**Exercise:** Only the lines that contain the string "SemiImplicitEuler" belong in the answer; pull them from the records.

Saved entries
Content starts

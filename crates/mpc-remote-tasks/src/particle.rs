//! A damped planar point mass steered to a goal position.

use mpc_remote_core::{Model, SimulationState};

use crate::schema::{CostTermSpec, ModeSpec, ModeSwitchPolicy, ParameterSpec, TaskSchema};
use crate::settings::ParameterMap;
use crate::{parameter, Task};

/// Two-DOF particle task.
///
/// Residuals are the position error to `(goal_x, goal_y)`, the velocity
/// and the control. Switching mode merges the preset into the current
/// settings.
#[derive(Debug, Clone)]
pub struct ParticleTask {
    schema: TaskSchema,
}

impl ParticleTask {
    /// Task id.
    pub const ID: &'static str = "particle";

    /// Create the task with its built-in schema.
    #[must_use]
    pub fn new() -> Self {
        Self {
            schema: TaskSchema {
                parameters: vec![
                    ParameterSpec::new("goal_x", 0.5, -1.0, 1.0),
                    ParameterSpec::new("goal_y", 0.5, -1.0, 1.0),
                ],
                cost_terms: vec![
                    CostTermSpec::quadratic("position", 5.0),
                    CostTermSpec::quadratic("velocity", 0.1),
                    CostTermSpec::quadratic("control", 0.1),
                ],
                modes: vec![
                    ModeSpec::new("track"),
                    ModeSpec::new("hold")
                        .with_parameter("goal_x", 0.0)
                        .with_parameter("goal_y", 0.0)
                        .with_weight("velocity", 1.0),
                ],
            },
        }
    }
}

impl Default for ParticleTask {
    fn default() -> Self {
        Self::new()
    }
}

impl Task for ParticleTask {
    fn id(&self) -> &str {
        Self::ID
    }

    fn model(&self) -> Model {
        Model::new("particle", 2, 0.01).with_damping(0.1)
    }

    fn schema(&self) -> &TaskSchema {
        &self.schema
    }

    fn residuals(
        &self,
        _model: &Model,
        state: &SimulationState,
        parameters: &ParameterMap,
    ) -> Vec<Vec<f64>> {
        let goal = [parameter(parameters, "goal_x"), parameter(parameters, "goal_y")];
        let position: Vec<f64> = state
            .qpos
            .iter()
            .zip(goal)
            .map(|(q, g)| q - g)
            .collect();
        vec![position, state.qvel.clone(), state.ctrl.clone()]
    }

    fn mode_switch_policy(&self) -> ModeSwitchPolicy {
        ModeSwitchPolicy::Merge
    }
}
#[tokio::test(flavor = "current_thread")]
async fn estimator_writers_wait_off_the_runtime_thread() {
    let service = Arc::new(service());
    service.init(InitRequest::new(0)).await.unwrap();
    service
        .init_estimator(InitEstimatorRequest {
            window_length: Some(200),
            ..InitEstimatorRequest::default()
        })
        .await
        .unwrap();
    for _ in 0..200 {
        service.step(StepRequest::manual()).await.unwrap();
    }

    let optimize = {
        let service = Arc::clone(&service);
        tokio::spawn(async move {
            service
                .optimize_estimator(OptimizeEstimatorRequest::default())
                .await
        })
    };
    tokio::time::sleep(Duration::from_millis(20)).await;

    // A writer taking the window lock on this thread would finish inside
    // its first poll, after the solve.
    let mut step = service.step(StepRequest::manual());
    let mut shift = service.shift_estimator_trajectories(0);
    let mut data = service.set_estimator_data(0, SlotUpdate::default());
    let mut reset = service.reset_estimator();
    assert!(first_poll_is_pending(&mut step).await);
    assert!(first_poll_is_pending(&mut shift).await);
    assert!(first_poll_is_pending(&mut data).await);
    assert!(first_poll_is_pending(&mut reset).await);

    // Readers are served while the solve runs.
    service.get_estimator_status().await.unwrap();

    assert_eq!(optimize.await.unwrap().unwrap().optimizations, 1);
    assert!(step.await.unwrap().estimator_index.is_some());
    shift.await.unwrap();
    data.await.unwrap();
    reset.await.unwrap();
}
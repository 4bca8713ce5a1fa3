//! Identifier types for mpc-remote.
//!
//! A [`PolicyVersion`] tags every control policy the planner commits. Versions
//! are handed out by a [`VersionCounter`] and only ever increase, so readers
//! can tell which publication an action came from.

use serde::{Deserialize, Serialize};
use std::fmt;
use std::sync::atomic::{AtomicU64, Ordering};

/// A monotonically increasing tag marking one committed policy.
#[derive(Clone, Copy, PartialEq, Eq, PartialOrd, Ord, Hash, Default, Serialize, Deserialize)]
#[serde(transparent)]
pub struct PolicyVersion(u64);

impl PolicyVersion {
    /// Create a version from its raw value.
    #[must_use]
    pub const fn from_raw(raw: u64) -> Self {
        Self(raw)
    }

    /// Return the raw value.
    #[must_use]
    pub const fn as_u64(self) -> u64 {
        self.0
    }
}

impl fmt::Debug for PolicyVersion {
    fn fmt(&self, f: &mut fmt::Formatter<'_>) -> fmt::Result {
        write!(f, "PolicyVersion({})", self.0)
    }
}

impl fmt::Display for PolicyVersion {
    fn fmt(&self, f: &mut fmt::Formatter<'_>) -> fmt::Result {
        write!(f, "v{}", self.0)
    }
}

/// Hands out strictly increasing [`PolicyVersion`]s.
///
/// One counter is shared by every session of an agent so that versions keep
/// growing across `Init` and `Reset`.
#[derive(Debug, Default)]
pub struct VersionCounter {
    next: AtomicU64,
}

impl VersionCounter {
    /// Create a counter whose first version is `v1`.
    #[must_use]
    pub fn new() -> Self {
        Self::default()
    }

    /// Allocate the next version.
    pub fn next_version(&self) -> PolicyVersion {
        PolicyVersion(self.next.fetch_add(1, Ordering::Relaxed) + 1)
    }

    /// The most recently allocated version, or `v0` if none was allocated.
    #[must_use]
    pub fn current(&self) -> PolicyVersion {
        PolicyVersion(self.next.load(Ordering::Relaxed))
    }
}
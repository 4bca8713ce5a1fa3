//! A one-DOF mass-spring-damper regulated to a target position.

use mpc_remote_core::{Model, SimulationState};

use crate::schema::{CostTermSpec, ModeSpec, ModeSwitchPolicy, ParameterSpec, TaskSchema};
use crate::settings::ParameterMap;
use crate::{parameter, Task};

/// Mass-spring-damper task, released from a displaced position.
#[derive(Debug, Clone)]
pub struct SpringTask {
    schema: TaskSchema,
}

impl SpringTask {
    /// Task id.
    pub const ID: &'static str = "spring";

    /// Initial displacement.
    pub const INITIAL_POSITION: f64 = 1.0;

    /// Create the task with its built-in schema.
    #[must_use]
    pub fn new() -> Self {
        Self {
            schema: TaskSchema {
                parameters: vec![ParameterSpec::new("target", 0.0, -2.0, 2.0)],
                cost_terms: vec![
                    CostTermSpec::smooth_abs("position", 1.0, 0.1),
                    CostTermSpec::quadratic("velocity", 0.2),
                    CostTermSpec::quadratic("effort", 0.01),
                ],
                modes: vec![
                    ModeSpec::new("regulate"),
                    ModeSpec::new("swing")
                        .with_parameter("target", 1.0)
                        .with_weight("position", 2.0),
                ],
            },
        }
    }
}

impl Default for SpringTask {
    fn default() -> Self {
        Self::new()
    }
}

impl Task for SpringTask {
    fn id(&self) -> &str {
        Self::ID
    }

    fn model(&self) -> Model {
        Model::new("spring", 1, 0.005)
            .with_stiffness(4.0)
            .with_damping(0.2)
            .with_ctrl_range(-2.0, 2.0)
    }

    fn schema(&self) -> &TaskSchema {
        &self.schema
    }

    fn initial_qpos(&self, model: &Model) -> Vec<f64> {
        vec![Self::INITIAL_POSITION; model.nq()]
    }

    fn residuals(
        &self,
        _model: &Model,
        state: &SimulationState,
        parameters: &ParameterMap,
    ) -> Vec<Vec<f64>> {
        let target = parameter(parameters, "target");
        vec![
            state.qpos.iter().map(|q| q - target).collect(),
            state.qvel.clone(),
            state.ctrl.clone(),
        ]
    }

    fn mode_switch_policy(&self) -> ModeSwitchPolicy {
        ModeSwitchPolicy::Reset
    }
}

#[cfg(test)]
mod tests {
    use super::*;
    use mpc_remote_core::SemiImplicitEuler;

    #[test]
    fn schema_is_valid() {
        let task = SpringTask::new();
        task.schema().validate(task.id()).unwrap();
        assert_eq!(task.default_mode(), "regulate");
    }

    #[test]
    fn default_state_is_displaced() {
        let task = SpringTask::new();
        let model = task.model();
        let state = task.default_state(&model, &SemiImplicitEuler);
        assert_eq!(state.qpos, vec![SpringTask::INITIAL_POSITION]);
        assert_eq!(state.sensordata, vec![SpringTask::INITIAL_POSITION, 0.0]);
    }
}
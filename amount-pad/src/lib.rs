pub mod logging;
pub mod report;
pub mod script;
pub mod settings;

pub use report::describe_expression;
pub use script::{KeyScript, ReplayStep, ScriptError};
pub use settings::{SettingsError, load_config, parse_config};
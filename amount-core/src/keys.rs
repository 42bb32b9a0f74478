//! Keys of the amount-entry keypad.
//!
//! The keypad is a numeric pad augmented with `+`, `-`, a decimal point, a
//! double-zero key, a delete key and a commit key. Every keystroke the entry
//! form receives is one of the [`Key`] variants below.

use std::fmt;
use std::str::FromStr;

use thiserror::Error;

/// Label shown on the delete key.
pub const DELETE_LABEL: &str = "⌫";

/// Label shown on the commit key.
pub const COMMIT_LABEL: &str = "=";

/// A single keypad key.
#[derive(Debug, Clone, Copy, PartialEq, Eq, Hash)]
pub enum Key {
    /// A decimal digit, always in `0..=9`.
    Digit(u8),
    /// The `"00"` key.
    DoubleZero,
    /// The decimal point.
    Point,
    Plus,
    Minus,
    /// Removes the last character of the buffer.
    Delete,
    /// Reduces a chain, or finalizes a single amount.
    Commit,
}

/// The keypad as laid out on the bill-entry form, row by row.
pub const KEYPAD_LAYOUT: [[Key; 4]; 4] = [
    [Key::Digit(7), Key::Digit(8), Key::Digit(9), Key::Plus],
    [Key::Digit(4), Key::Digit(5), Key::Digit(6), Key::Minus],
    [Key::Digit(1), Key::Digit(2), Key::Digit(3), Key::Delete],
    [Key::Point, Key::Digit(0), Key::DoubleZero, Key::Commit],
];

/// Error returned when a label does not name a keypad key.
#[derive(Debug, Clone, PartialEq, Eq, Error)]
#[error("unknown key '{0}'")]
pub struct KeyParseError(pub String);

impl Key {
    /// Creates a digit key, or `None` if `value` is not a single decimal digit.
    ///
    /// # Example
    ///
    /// ```
    /// use amount_core::Key;
    ///
    /// assert_eq!(Key::digit(7), Some(Key::Digit(7)));
    /// assert_eq!(Key::digit(10), None);
    /// ```
    pub fn digit(value: u8) -> Option<Self> {
        (value <= 9).then_some(Key::Digit(value))
    }

    /// Returns `true` for the binary operator keys `+` and `-`.
    pub fn is_operator(self) -> bool {
        matches!(self, Key::Plus | Key::Minus)
    }

    /// The text this key would append to a buffer, if it appends anything.
    ///
    /// Delete and commit edit the buffer in other ways and return `None`.
    pub(crate) fn text(self) -> Option<&'static str> {
        const DIGITS: [&str; 10] = ["0", "1", "2", "3", "4", "5", "6", "7", "8", "9"];
        match self {
            Key::Digit(d) => DIGITS.get(usize::from(d)).copied(),
            Key::DoubleZero => Some("00"),
            Key::Point => Some("."),
            Key::Plus => Some("+"),
            Key::Minus => Some("-"),
            Key::Delete | Key::Commit => None,
        }
    }

    /// The label printed on the key.
    pub fn label(self) -> &'static str {
        match self {
            Key::Delete => DELETE_LABEL,
            Key::Commit => COMMIT_LABEL,
            other => other.text().unwrap_or("?"),
        }
    }
}

impl fmt::Display for Key {
    fn fmt(
        &self,
        f: &mut fmt::Formatter<'_>,
    ) -> fmt::Result {
        f.write_str(self.label())
    }
}

impl FromStr for Key {
    type Err = KeyParseError;

    /// Parses a key label.
    ///
    /// Besides the printed labels, `del`, `back` and `<` name the delete key
    /// and `ok`, `done` and `enter` name the commit key (case-insensitive).
    fn from_str(s: &str) -> Result<Self, Self::Err> {
        let key = match s {
            "0" | "1" | "2" | "3" | "4" | "5" | "6" | "7" | "8" | "9" => {
                let value = s.as_bytes()[0] - b'0';
                Key::Digit(value)
            }
            "00" => Key::DoubleZero,
            "." => Key::Point,
            "+" => Key::Plus,
            "-" => Key::Minus,
            DELETE_LABEL | "<" => Key::Delete,
            COMMIT_LABEL => Key::Commit,
            other => match other.to_ascii_lowercase().as_str() {
                "del" | "back" => Key::Delete,
                "ok" | "done" | "enter" => Key::Commit,
                _ => return Err(KeyParseError(s.to_string())),
            },
        };
        Ok(key)
    }
}
//! Keystroke validation for the amount buffer.
//!
//! [`apply`] is a pure function of `(buffer, key)`: it returns the new buffer
//! if the keystroke is accepted and an unchanged copy if it is rejected. A
//! rejected keystroke is not an error; the caller cannot tell it from a
//! no-op and does not need to.
//!
//! Starting from an empty buffer, every sequence of keys keeps the buffer a
//! signed-term chain in which each term has at most one decimal point and at
//! most [`MAX_FRACTION_DIGITS`] digits after it.

use tracing::{debug, trace};

use crate::entry::common::{
    MAX_FRACTION_DIGITS, current_term, format_two_decimals, fraction_digits,
    has_internal_operator, is_operator,
};
use crate::entry::evaluator::evaluate;
use crate::entry::policy::is_savable;
use crate::keys::Key;

/// Applies a keystroke to `buffer` and returns the resulting buffer.
///
/// # Example
///
/// ```
/// use amount_core::Key;
/// use amount_core::entry::validator::apply;
///
/// assert_eq!(apply("", Key::Minus), "-");
/// assert_eq!(apply("", Key::Plus), "");
/// assert_eq!(apply("12.5", Key::Point), "12.5");
/// assert_eq!(apply("12+", Key::Point), "12+0.");
/// assert_eq!(apply("5+3", Key::Commit), "8.00");
/// ```
pub fn apply(
    buffer: &str,
    key: Key,
) -> String {
    let accepted = match key {
        Key::Digit(_) => can_add_digit(buffer).then(|| append(buffer, key.text())),
        Key::Point => can_add_point(buffer).then(|| {
            let text = if current_term(buffer).is_empty() { "0." } else { "." };
            append(buffer, Some(text))
        }),
        Key::Plus | Key::Minus => {
            can_add_operator(buffer, key).then(|| append(buffer, key.text()))
        }
        Key::DoubleZero => can_add_double_zero(buffer).then(|| {
            // An empty buffer only ever receives a single zero.
            let text = if buffer.is_empty() { "0" } else { "00" };
            append(buffer, Some(text))
        }),
        Key::Delete => Some(delete_last(buffer)),
        Key::Commit => reduce(buffer),
    };

    accepted.unwrap_or_else(|| {
        trace!(%buffer, %key, "keystroke rejected");
        buffer.to_string()
    })
}

/// Applies `keys` in order, starting from `buffer`.
pub fn apply_all<I>(
    buffer: &str,
    keys: I,
) -> String
where
    I: IntoIterator<Item = Key>,
{
    keys.into_iter()
        .fold(buffer.to_string(), |current, key| apply(&current, key))
}

/// Returns `true` if pressing `key` on `buffer` would do something.
///
/// The commit key is enabled only for savable buffers and delete only for
/// non-empty ones; every other key is enabled when [`apply`] would accept it.
pub fn is_key_enabled(
    buffer: &str,
    key: Key,
) -> bool {
    match key {
        Key::Commit => is_savable(buffer),
        Key::Delete => !buffer.is_empty(),
        _ => apply(buffer, key) != buffer,
    }
}

fn append(
    buffer: &str,
    text: Option<&str>,
) -> String {
    let mut next = buffer.to_string();
    next.push_str(text.unwrap_or_default());
    next
}

fn delete_last(buffer: &str) -> String {
    let mut next = buffer.to_string();
    next.pop();
    next
}

fn can_add_digit(buffer: &str) -> bool {
    fraction_digits(current_term(buffer)).is_none_or(|digits| digits < MAX_FRACTION_DIGITS)
}

fn can_add_point(buffer: &str) -> bool {
    !current_term(buffer).contains('.')
}

fn can_add_operator(
    buffer: &str,
    key: Key,
) -> bool {
    match buffer.chars().last() {
        None => key == Key::Minus,
        Some(last) => !is_operator(last) && last != '.',
    }
}

fn can_add_double_zero(buffer: &str) -> bool {
    if buffer.is_empty() {
        return true;
    }
    let term = current_term(buffer);
    !term.contains('.') && term != "0"
}

/// Replaces a chain with its two-decimal result. Single terms and chains
/// that fail to evaluate are left for the caller.
fn reduce(buffer: &str) -> Option<String> {
    if !has_internal_operator(buffer) {
        return None;
    }
    match evaluate(buffer) {
        Ok(value) => {
            let reduced = format_two_decimals(value);
            debug!(%buffer, %reduced, "reduced chain");
            Some(reduced)
        }
        Err(error) => {
            debug!(%buffer, %error, "chain not reducible");
            None
        }
    }
}
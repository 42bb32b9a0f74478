mod entry_config;

pub use entry_config::{EntryConfig, EntryConfigError};
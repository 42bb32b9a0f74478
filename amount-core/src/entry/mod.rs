//! The amount-entry engine.
//!
//! Keystrokes go through the [`validator`], which keeps the buffer a
//! well-formed signed-term chain. The [`evaluator`] reduces a chain to one
//! decimal value, the [`policy`] decides whether a buffer may be saved, and
//! the [`session`] ties them together into the reduce-then-save flow of the
//! commit key.

pub mod common;
pub mod evaluator;
pub mod policy;
pub mod session;
pub mod validator;

pub use common::{format_two_decimals, has_internal_operator};
pub use evaluator::{EvalError, Expression, MalformedReason, Operator, evaluate};
pub use policy::{AmountError, check_savable, finalize, is_savable};
pub use session::{CommitLabel, CommitOutcome, EntryPhase, EntrySession, Transition, transition};
pub use validator::{apply, apply_all, is_key_enabled};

Content ends

**Task result:**
    use mpc_remote_core::SemiImplicitEuler;
        let state = task.default_state(&model, &SemiImplicitEuler);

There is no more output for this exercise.